*** Dataset excerpts ***

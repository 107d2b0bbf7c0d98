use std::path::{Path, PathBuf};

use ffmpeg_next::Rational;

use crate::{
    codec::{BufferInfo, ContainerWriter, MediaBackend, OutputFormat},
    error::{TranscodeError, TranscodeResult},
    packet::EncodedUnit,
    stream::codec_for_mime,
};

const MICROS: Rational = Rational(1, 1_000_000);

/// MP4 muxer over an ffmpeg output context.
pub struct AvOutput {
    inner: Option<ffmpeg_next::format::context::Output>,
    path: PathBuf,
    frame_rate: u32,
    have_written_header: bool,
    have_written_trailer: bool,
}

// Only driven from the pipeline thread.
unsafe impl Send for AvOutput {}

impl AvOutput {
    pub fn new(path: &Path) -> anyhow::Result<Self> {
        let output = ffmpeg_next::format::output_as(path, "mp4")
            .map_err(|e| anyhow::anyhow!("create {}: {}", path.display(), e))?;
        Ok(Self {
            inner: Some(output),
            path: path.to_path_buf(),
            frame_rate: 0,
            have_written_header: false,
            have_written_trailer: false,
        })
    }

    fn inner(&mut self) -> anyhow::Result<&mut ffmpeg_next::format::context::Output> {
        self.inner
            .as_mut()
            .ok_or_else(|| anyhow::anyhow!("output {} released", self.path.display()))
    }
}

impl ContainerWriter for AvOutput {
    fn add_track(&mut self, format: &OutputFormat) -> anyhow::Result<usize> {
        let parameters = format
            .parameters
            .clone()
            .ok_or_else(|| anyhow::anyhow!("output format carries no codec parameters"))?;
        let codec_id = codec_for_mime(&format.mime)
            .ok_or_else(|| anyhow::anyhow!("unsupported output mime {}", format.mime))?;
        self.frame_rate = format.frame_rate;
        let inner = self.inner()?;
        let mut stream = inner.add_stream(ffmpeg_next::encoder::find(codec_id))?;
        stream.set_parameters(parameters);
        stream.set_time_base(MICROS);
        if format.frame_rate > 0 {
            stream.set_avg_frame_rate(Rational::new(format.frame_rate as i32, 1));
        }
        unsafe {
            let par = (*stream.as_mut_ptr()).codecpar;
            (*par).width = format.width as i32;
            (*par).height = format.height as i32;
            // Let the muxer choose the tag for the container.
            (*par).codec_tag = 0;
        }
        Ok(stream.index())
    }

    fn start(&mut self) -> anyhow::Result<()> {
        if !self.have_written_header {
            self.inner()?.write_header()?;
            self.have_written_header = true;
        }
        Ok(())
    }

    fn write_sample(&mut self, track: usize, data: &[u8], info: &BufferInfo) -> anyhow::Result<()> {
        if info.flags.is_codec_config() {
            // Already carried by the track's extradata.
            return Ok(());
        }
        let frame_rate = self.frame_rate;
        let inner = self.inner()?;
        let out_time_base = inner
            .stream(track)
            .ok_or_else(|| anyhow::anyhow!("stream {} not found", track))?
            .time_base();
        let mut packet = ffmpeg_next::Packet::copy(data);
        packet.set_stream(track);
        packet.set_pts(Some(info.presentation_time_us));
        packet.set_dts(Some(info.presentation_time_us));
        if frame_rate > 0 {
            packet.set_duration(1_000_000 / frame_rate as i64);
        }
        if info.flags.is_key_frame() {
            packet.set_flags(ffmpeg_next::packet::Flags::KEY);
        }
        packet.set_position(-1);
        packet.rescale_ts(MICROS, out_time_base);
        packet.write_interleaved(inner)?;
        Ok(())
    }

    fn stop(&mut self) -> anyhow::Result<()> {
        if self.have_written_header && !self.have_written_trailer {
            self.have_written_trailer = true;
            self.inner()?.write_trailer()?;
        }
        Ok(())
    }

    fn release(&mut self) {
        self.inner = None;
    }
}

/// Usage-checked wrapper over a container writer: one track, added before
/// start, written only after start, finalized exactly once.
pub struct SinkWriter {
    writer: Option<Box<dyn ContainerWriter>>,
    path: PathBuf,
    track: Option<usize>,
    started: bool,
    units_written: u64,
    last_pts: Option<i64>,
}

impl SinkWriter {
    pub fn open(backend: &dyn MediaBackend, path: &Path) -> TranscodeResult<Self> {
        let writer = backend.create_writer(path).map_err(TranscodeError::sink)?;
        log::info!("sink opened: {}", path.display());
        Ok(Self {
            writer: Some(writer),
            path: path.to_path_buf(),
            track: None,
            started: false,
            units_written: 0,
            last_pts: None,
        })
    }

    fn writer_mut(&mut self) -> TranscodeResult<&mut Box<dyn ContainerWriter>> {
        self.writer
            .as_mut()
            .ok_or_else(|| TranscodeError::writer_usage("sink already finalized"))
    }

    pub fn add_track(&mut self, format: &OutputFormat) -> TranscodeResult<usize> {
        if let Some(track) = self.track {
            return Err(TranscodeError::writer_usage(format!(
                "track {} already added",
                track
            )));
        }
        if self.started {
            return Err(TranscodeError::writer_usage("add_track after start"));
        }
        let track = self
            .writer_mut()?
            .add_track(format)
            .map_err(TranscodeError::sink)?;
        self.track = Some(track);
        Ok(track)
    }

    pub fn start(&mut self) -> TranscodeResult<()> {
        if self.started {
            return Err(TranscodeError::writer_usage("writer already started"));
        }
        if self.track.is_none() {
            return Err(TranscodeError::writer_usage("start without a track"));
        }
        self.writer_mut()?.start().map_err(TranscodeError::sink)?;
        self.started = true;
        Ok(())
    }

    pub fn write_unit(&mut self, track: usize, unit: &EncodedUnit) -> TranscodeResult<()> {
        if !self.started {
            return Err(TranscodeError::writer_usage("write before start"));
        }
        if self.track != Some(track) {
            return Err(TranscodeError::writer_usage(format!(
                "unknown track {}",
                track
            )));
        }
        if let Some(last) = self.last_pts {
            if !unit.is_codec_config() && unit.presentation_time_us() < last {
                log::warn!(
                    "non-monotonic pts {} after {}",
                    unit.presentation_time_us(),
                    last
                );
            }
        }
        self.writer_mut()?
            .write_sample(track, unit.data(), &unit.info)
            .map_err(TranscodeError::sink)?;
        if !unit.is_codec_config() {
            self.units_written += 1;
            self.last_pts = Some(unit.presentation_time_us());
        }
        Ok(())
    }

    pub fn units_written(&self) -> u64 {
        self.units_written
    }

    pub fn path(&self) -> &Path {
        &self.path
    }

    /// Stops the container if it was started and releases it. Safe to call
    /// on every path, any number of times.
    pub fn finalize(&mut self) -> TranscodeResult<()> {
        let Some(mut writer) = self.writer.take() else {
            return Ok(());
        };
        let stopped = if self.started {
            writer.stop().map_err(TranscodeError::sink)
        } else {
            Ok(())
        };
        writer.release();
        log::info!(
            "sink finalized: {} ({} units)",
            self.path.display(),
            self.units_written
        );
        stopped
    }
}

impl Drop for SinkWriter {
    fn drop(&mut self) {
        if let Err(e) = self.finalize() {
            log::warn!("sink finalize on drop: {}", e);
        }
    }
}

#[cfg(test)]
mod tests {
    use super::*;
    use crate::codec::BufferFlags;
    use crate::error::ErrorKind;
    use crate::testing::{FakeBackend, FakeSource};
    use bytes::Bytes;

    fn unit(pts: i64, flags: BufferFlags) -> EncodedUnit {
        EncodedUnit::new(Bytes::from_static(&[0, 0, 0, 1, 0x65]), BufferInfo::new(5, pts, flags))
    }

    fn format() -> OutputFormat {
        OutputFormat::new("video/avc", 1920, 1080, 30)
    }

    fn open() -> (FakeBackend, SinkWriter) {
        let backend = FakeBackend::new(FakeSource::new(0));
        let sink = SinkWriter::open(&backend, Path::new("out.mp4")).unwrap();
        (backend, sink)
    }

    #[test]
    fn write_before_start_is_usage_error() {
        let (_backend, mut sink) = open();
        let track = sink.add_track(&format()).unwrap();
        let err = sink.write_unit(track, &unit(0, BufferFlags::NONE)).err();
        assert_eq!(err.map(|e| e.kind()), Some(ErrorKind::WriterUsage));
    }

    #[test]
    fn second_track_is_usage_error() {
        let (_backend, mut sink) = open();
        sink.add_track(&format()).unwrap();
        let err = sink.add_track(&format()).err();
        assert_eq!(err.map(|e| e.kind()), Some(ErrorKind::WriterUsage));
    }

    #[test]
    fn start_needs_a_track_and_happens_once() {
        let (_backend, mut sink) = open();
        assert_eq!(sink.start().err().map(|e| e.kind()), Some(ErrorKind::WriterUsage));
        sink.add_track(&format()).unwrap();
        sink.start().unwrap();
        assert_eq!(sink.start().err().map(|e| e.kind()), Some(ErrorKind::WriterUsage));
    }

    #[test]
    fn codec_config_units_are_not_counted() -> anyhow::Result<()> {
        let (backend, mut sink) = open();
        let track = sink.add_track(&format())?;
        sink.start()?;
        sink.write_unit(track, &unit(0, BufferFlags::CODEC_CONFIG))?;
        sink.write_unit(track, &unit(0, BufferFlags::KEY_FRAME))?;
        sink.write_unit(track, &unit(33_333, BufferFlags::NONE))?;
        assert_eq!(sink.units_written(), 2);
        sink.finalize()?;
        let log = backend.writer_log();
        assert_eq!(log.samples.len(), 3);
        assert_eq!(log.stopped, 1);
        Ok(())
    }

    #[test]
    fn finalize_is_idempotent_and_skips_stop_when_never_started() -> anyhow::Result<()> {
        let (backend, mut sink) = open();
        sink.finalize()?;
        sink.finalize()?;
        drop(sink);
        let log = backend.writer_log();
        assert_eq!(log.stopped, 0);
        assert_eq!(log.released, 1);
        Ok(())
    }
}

*** End of Dataset excerpts ***

== Exercise objective ==
Output must consist only of the listing's lines from the first through the line with "(*par).height = format.height", reproduced word for word.

== Solved exercise ==
repository 107d2b0bbf7c0d98
use std::path::{Path, PathBuf};

use ffmpeg_next::Rational;

use crate::{
    codec::{BufferInfo, ContainerWriter, MediaBackend, OutputFormat},
    error::{TranscodeError, TranscodeResult},
    packet::EncodedUnit,
    stream::codec_for_mime,
};

const MICROS: Rational = Rational(1, 1_000_000);

/// MP4 muxer over an ffmpeg output context.
pub struct AvOutput {
    inner: Option<ffmpeg_next::format::context::Output>,
    path: PathBuf,
    frame_rate: u32,
    have_written_header: bool,
    have_written_trailer: bool,
}

// Only driven from the pipeline thread.
unsafe impl Send for AvOutput {}

impl AvOutput {
    pub fn new(path: &Path) -> anyhow::Result<Self> {
        let output = ffmpeg_next::format::output_as(path, "mp4")
            .map_err(|e| anyhow::anyhow!("create {}: {}", path.display(), e))?;
        Ok(Self {
            inner: Some(output),
            path: path.to_path_buf(),
            frame_rate: 0,
            have_written_header: false,
            have_written_trailer: false,
        })
    }

    fn inner(&mut self) -> anyhow::Result<&mut ffmpeg_next::format::context::Output> {
        self.inner
            .as_mut()
            .ok_or_else(|| anyhow::anyhow!("output {} released", self.path.display()))
    }
}

impl ContainerWriter for AvOutput {
    fn add_track(&mut self, format: &OutputFormat) -> anyhow::Result<usize> {
        let parameters = format
            .parameters
            .clone()
            .ok_or_else(|| anyhow::anyhow!("output format carries no codec parameters"))?;
        let codec_id = codec_for_mime(&format.mime)
            .ok_or_else(|| anyhow::anyhow!("unsupported output mime {}", format.mime))?;
        self.frame_rate = format.frame_rate;
        let inner = self.inner()?;
        let mut stream = inner.add_stream(ffmpeg_next::encoder::find(codec_id))?;
        stream.set_parameters(parameters);
        stream.set_time_base(MICROS);
        if format.frame_rate > 0 {
            stream.set_avg_frame_rate(Rational::new(format.frame_rate as i32, 1));
        }
        unsafe {
            let par = (*stream.as_mut_ptr()).codecpar;
            (*par).width = format.width as i32;
            (*par).height = format.height as i32;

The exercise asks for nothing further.